JP2011210962A - Power supply device for multilayer printed circuit board - Google Patents

Abstract

Provided is a multilayer printed wiring board power supply device that is electrically and mechanically reliable, has a simple structure, can have a high mounting density, and can supply a large current.
A power supply device that supplies power to a backboard (11) formed of a multilayer printed wiring board via a power cable (14), and has at least two through holes through which a fastening body penetrates the surface of the backboard (11). A mounting pad 12 provided with 121, and a power supply terminal 13 formed of a metal block and provided with a mounting hole 131 so as to overlap a through hole provided in the mounting pad. Attaching at least one of the power supply terminals 13 fixed to the mounting pad 12 via a fastening body 15 inserted from the lower surface of the backboard 11 and the end of the power cable 14 fixed to the upper surface of the backboard It is fixed to the power supply terminal 13 through the fastening body 16 inserted into the hole 131.
[Selection] Figure 1

Description

  The present invention relates to a multilayer printed wiring board power feeding device, and more particularly to improvement of reliability and mounting density.

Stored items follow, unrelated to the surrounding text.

//! The chain engine: exclusive owner of the block list and the derived
//! chainstate. All mutation flows through [`Chain::process_block`].

use std::path::Path;

use serde::{Deserialize, Serialize};

use crate::chain::model::Block;
use crate::chain::state::{Chainstate, WalletInfo};
use crate::chain::validate::{validate, BlockVerdict};
use crate::config::BLOCK_REWARD;
use crate::error::NodeError;

#[derive(Debug, Clone, PartialEq, Serialize, Deserialize)]
pub struct Chain {
    #[serde(rename = "Blocks")]
    blocks: Vec<Block>,
    #[serde(rename = "Chainstate")]
    chainstate: Chainstate,
}

impl Default for Chain {
    fn default() -> Self {
        Self::new()
    }
}

impl Chain {
    /// A fresh chain holding only the genesis block.
    pub fn new() -> Self {
        Chain {
            blocks: vec![Block::genesis()],
            chainstate: Chainstate::default(),
        }
    }

    /// The most recently accepted block.
    pub fn head(&self) -> &Block {
        &self.chainstate.last_block
    }

    pub fn chainstate(&self) -> &Chainstate {
        &self.chainstate
    }

    pub fn blocks(&self) -> &[Block] {
        &self.blocks
    }

    pub fn validate(&self, block: &Block) -> BlockVerdict {
        validate(&self.chainstate, block)
    }

    /// Applies a block that already passed [`Chain::validate`]: creates
    /// wallets for its registrations, credits the miner, applies each
    /// transfer, and advances the head.
    pub fn process_block(&mut self, block: Block) {
        for reg in &block.registrations {
            self.chainstate.wallets.insert(
                reg.wallet.clone(),
                WalletInfo {
                    txc: 0,
                    amount: 0.0,
                    public_key: reg.public_key.clone(),
                },
            );
        }

        self.chainstate
            .wallets
            .entry(block.miner.clone())
            .or_default()
            .amount += BLOCK_REWARD;
        self.chainstate.market_volume += BLOCK_REWARD;

        for tx in &block.transactions {
            if let Some(sender) = self.chainstate.wallets.get_mut(&tx.sender) {
                sender.amount -= tx.amount;
                sender.txc += 1;
            }
            self.chainstate
                .wallets
                .entry(tx.recipient.clone())
                .or_default()
                .amount += tx.amount;
            self.chainstate.transaction_volume += 1;
        }

        self.chainstate.last_block = block.clone();
        self.blocks.push(block);
    }

    /// Validates and, on accept, processes a block.
    pub fn try_accept(&mut self, block: Block) -> BlockVerdict {
        let verdict = self.validate(&block);
        if verdict.is_accept() {
            self.process_block(block);
        }
        verdict
    }

    /// Clears the derived state and replays every non-genesis block through
    /// validate + process, skipping invalid ones. Used after loading from
    /// disk; idempotent.
    pub fn rebuild(&mut self) {
        let replay: Vec<Block> = self.blocks.drain(..).collect();
        self.chainstate = Chainstate::default();
        self.blocks.push(self.chainstate.last_block.clone());

        for block in replay.into_iter().filter(|b| b.id != 0) {
            let verdict = self.validate(&block);
            if verdict.is_accept() {
                self.process_block(block);
            } else {
                log::warn!(
                    "block {} is invalid and will be skipped, reason={}",
                    block.id,
                    verdict
                );
            }
        }
    }

    /// The blocks a syncing peer is missing, most recent first. `None` when
    /// the peer's hash is unknown to us; the caller then sends the whole
    /// non-genesis tail instead.
    pub fn blocks_after(&self, hash: &str) -> Option<Vec<Block>> {
        let position = self.blocks.iter().position(|b| b.hash == hash)?;
        Some(self.blocks[position + 1..].iter().rev().cloned().collect())
    }

    /// The whole non-genesis tail, most recent first.
    pub fn full_tail(&self) -> Vec<Block> {
        self.blocks[1..].iter().rev().cloned().collect()
    }

    /// Adopts a chronologically ordered batch of peer blocks when doing so
    /// strictly advances the head.
    ///
    /// The batch must attach to a block we hold (its first block's
    /// `previous`). The local prefix up to the attach point plus the batch
    /// is replayed on a scratch chain, stopping at the first invalid block,
    /// so a malicious peer cannot poison state beyond the point of
    /// divergence. Only a scratch head strictly greater than the current
    /// head replaces the live chain; returns whether it did.
    pub fn adopt_chain(&mut self, batch: &[Block]) -> bool {
        let Some(first) = batch.first() else {
            return false;
        };
        let Some(attach) = self.blocks.iter().position(|b| b.hash == first.previous) else {
            log::debug!("sync batch does not attach to any held block");
            return false;
        };

        let mut scratch = Chain::new();
        for block in self.blocks.iter().take(attach + 1).skip(1) {
            scratch.process_block(block.clone());
        }
        for block in batch {
            let verdict = scratch.validate(block);
            if !verdict.is_accept() {
                log::warn!("sync block {} rejected, reason={}", block.id, verdict);
                break;
            }
            scratch.process_block(block.clone());
        }

        if scratch.head().id > self.head().id {
            *self = scratch;
            true
        } else {
            false
        }
    }

    /// Writes the full chain as JSON, atomically (temp file then rename).
    pub fn persist(&self, path: impl AsRef<Path>) -> Result<(), NodeError> {
        let path = path.as_ref();
        let content = serde_json::to_string(self)?;
        let tmp = path.with_extension("json.tmp");
        std::fs::write(&tmp, content)?;
        std::fs::rename(&tmp, path)?;
        Ok(())
    }

    /// Reads a persisted chain. Callers rebuild afterwards so the derived
    /// state never depends on what the file claims.
    pub fn load(path: impl AsRef<Path>) -> Result<Self, NodeError> {
        let content = std::fs::read_to_string(path)?;
        let chain: Chain = serde_json::from_str(&content)
            .map_err(|e| NodeError::Chain(format!("could not deserialize chain: {}", e)))?;
        Ok(chain)
    }
}
//! The chain: block/transaction/registration model, derived account state,
//! the pure block validator, and the engine that owns the block list.

pub mod engine;
pub mod model;
pub mod state;
pub mod validate;

pub use engine::Chain;
pub use model::{Block, Registration, Transaction};
pub use state::{Chainstate, WalletInfo};
pub use validate::{required_difficulty, validate, BlockVerdict};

  In general, multilayer printed wiring is widely used in electronic devices in order to increase the mounting density of electronic components and reduce the size of the device. FIGS. 12A and 12B are configuration explanatory views showing an example of such a conventional multilayer printed wiring board power supply device, where FIG. 12A is a perspective view and FIG. 12B is a partial sectional view thereof.

  A plurality of through-holes 2 are provided on the backboard 1 formed of the multilayer printed wiring board so as to electrically connect the power supply wiring patterns having a predetermined positive and negative potential respectively provided on the multilayer printed wiring board. It has been. In the example of FIG. 12, five power supply terminals 3 are arranged so that five through holes 2 face each other.

  The power supply terminal 3 is provided with a plurality of press-fit terminals 31 that are press-fitted and fixed to the plurality of through-holes 2 and a screw hole 32. The power terminal 3 is fixed by press-fitting the plurality of press-fit terminals 31 into predetermined through holes 2.

  The power terminal 3 press-fitted and fixed to the backboard 1 is overlapped with a round terminal 41 crimped to the end of the power cable 4, and screws 5 are screwed into the round terminal 41 and the screw holes 32 to be fastened and fixed.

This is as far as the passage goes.